Transcribe the entries below exactly as they appear.
Input data: Begin
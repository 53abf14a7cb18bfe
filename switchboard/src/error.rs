//! Error taxonomy for the messaging and dispatch core.
//!
//! Each failure class gets its own enum so callers can decide whether the
//! failure is fatal (connection, topology, setup) or scoped to a single
//! request or message (publish, dispatch, forward).

use thiserror::Error;

use crate::queue::topic::TopicError;

/// A dependency could not be reached within its retry policy.
#[derive(Debug, Error)]
pub enum ConnectionError {
    #[error("{dependency} unreachable after {attempts} attempts: {last_error}")]
    Exhausted {
        dependency: String,
        attempts: u32,
        last_error: String,
    },
}

/// Exchange, queue or binding declaration failed.
#[derive(Debug, Error)]
pub enum TopologyError {
    #[error("failed to open channel: {0}")]
    Channel(#[from] lapin::Error),

    #[error("failed to declare exchange {exchange}: {source}")]
    Exchange {
        exchange: String,
        #[source]
        source: lapin::Error,
    },

    #[error("failed to declare queue: {0}")]
    Queue(#[source] lapin::Error),

    #[error("failed to bind queue {queue} to {pattern}: {source}")]
    Bind {
        queue: String,
        pattern: String,
        #[source]
        source: lapin::Error,
    },
}

/// A single publish could not be completed.
#[derive(Debug, Error)]
pub enum PublishError {
    #[error("failed to open channel: {0}")]
    Channel(#[from] lapin::Error),

    #[error("emitter setup failed: {0}")]
    Topology(#[from] TopologyError),

    #[error("failed to encode event: {0}")]
    Encode(#[from] serde_json::Error),

    #[error("invalid routing key {routing_key:?}: {reason}")]
    InvalidRoutingKey {
        routing_key: String,
        reason: TopicError,
    },

    #[error("failed to publish with routing key {routing_key}: {source}")]
    Publish {
        routing_key: String,
        #[source]
        source: lapin::Error,
    },
}

/// The consumer could not start listening.
#[derive(Debug, Error)]
pub enum SetupError {
    #[error("no topics to bind")]
    NoTopics,

    #[error("invalid topic pattern {pattern:?}: {reason}")]
    InvalidTopic { pattern: String, reason: TopicError },

    #[error("failed to open channel: {0}")]
    Channel(#[from] lapin::Error),

    #[error(transparent)]
    Topology(#[from] TopologyError),

    #[error("failed to start consuming: {0}")]
    Consume(#[source] lapin::Error),
}

/// Forwarding a consumed event to the logging collaborator failed.
#[derive(Debug, Error)]
pub enum ForwardError {
    #[error("logging collaborator unreachable: {0}")]
    Transport(#[from] reqwest::Error),

    #[error("logging collaborator answered {0}")]
    Status(u16),
}

impl ForwardError {
    /// Whether retrying the same event could succeed.
    pub fn is_transient(&self) -> bool {
        match self {
            ForwardError::Transport(_) => true,
            ForwardError::Status(code) => *code >= 500,
        }
    }
}

/// Client-visible failure of an inbound submission.
#[derive(Debug, Error)]
pub enum DispatchError {
    #[error("{0}")]
    BadRequest(String),

    #[error("{0}")]
    Unauthorized(String),

    #[error("{0}")]
    Upstream(String),

    #[error(transparent)]
    Publish(#[from] PublishError),
}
Input data: End
Finished exercise:
repository 53abf14a7cb18bfe
filename switchboard/src/error.rs
//! Error taxonomy for the messaging and dispatch core.
//!
//! Each failure class gets its own enum so callers can decide whether the
//! failure is fatal (connection, topology, setup) or scoped to a single
//! request or message (publish, dispatch, forward).

use thiserror::Error;

use crate::queue::topic::TopicError;

/// A dependency could not be reached within its retry policy.
#[derive(Debug, Error)]
pub enum ConnectionError {
    #[error("{dependency} unreachable after {attempts} attempts: {last_error}")]
    Exhausted {
        dependency: String,
        attempts: u32,
        last_error: String,
    },
}

/// Exchange, queue or binding declaration failed.
#[derive(Debug, Error)]
pub enum TopologyError {
    #[error("failed to open channel: {0}")]
    Channel(#[from] lapin::Error),

    #[error("failed to declare exchange {exchange}: {source}")]
    Exchange {
        exchange: String,
        #[source]
        source: lapin::Error,
    },

    #[error("failed to declare queue: {0}")]
    Queue(#[source] lapin::Error),

    #[error("failed to bind queue {queue} to {pattern}: {source}")]
    Bind {
        queue: String,
        pattern: String,
        #[source]
        source: lapin::Error,
    },
}

/// A single publish could not be completed.
#[derive(Debug, Error)]
pub enum PublishError {
    #[error("failed to open channel: {0}")]
    Channel(#[from] lapin::Error),

    #[error("emitter setup failed: {0}")]
    Topology(#[from] TopologyError),

    #[error("failed to encode event: {0}")]
    Encode(#[from] serde_json::Error),

    #[error("invalid routing key {routing_key:?}: {reason}")]
    InvalidRoutingKey {
        routing_key: String,
        reason: TopicError,
    },

    #[error("failed to publish with routing key {routing_key}: {source}")]
    Publish {
        routing_key: String,
        #[source]
        source: lapin::Error,
    },
}

/// The consumer could not start listening.
#[derive(Debug, Error)]
pub enum SetupError {
    #[error("no topics to bind")]
    NoTopics,

    #[error("invalid topic pattern {pattern:?}: {reason}")]
    InvalidTopic { pattern: String, reason: TopicError },

    #[error("failed to open channel: {0}")]
    Channel(#[from] lapin::Error),

    #[error(transparent)]
    Topology(#[from] TopologyError),

    #[error("failed to start consuming: {0}")]
    Consume(#[source] lapin::Error),
}

/// Forwarding a consumed event to the logging collaborator failed.
#[derive(Debug, Error)]
pub enum ForwardError {
    #[error("logging collaborator unreachable: {0}")]
    Transport(#[from] reqwest::Error),

    #[error("logging collaborator answered {0}")]
    Status(u16),
}

impl ForwardError {
    /// Whether retrying the same event could succeed.
    pub fn is_transient(&self) -> bool {
        match self {
            ForwardError::Transport(_) => true,
            ForwardError::Status(code) => *code >= 500,
        }
    }
}

/// Client-visible failure of an inbound submission.
#[derive(Debug, Error)]
pub enum DispatchError {
    #[error("{0}")]
    BadRequest(String),

    #[error("{0}")]
    Unauthorized(String),

    #[error("{0}")]
    Upstream(String),

    #[error(transparent)]
    Publish(#[from] PublishError),
}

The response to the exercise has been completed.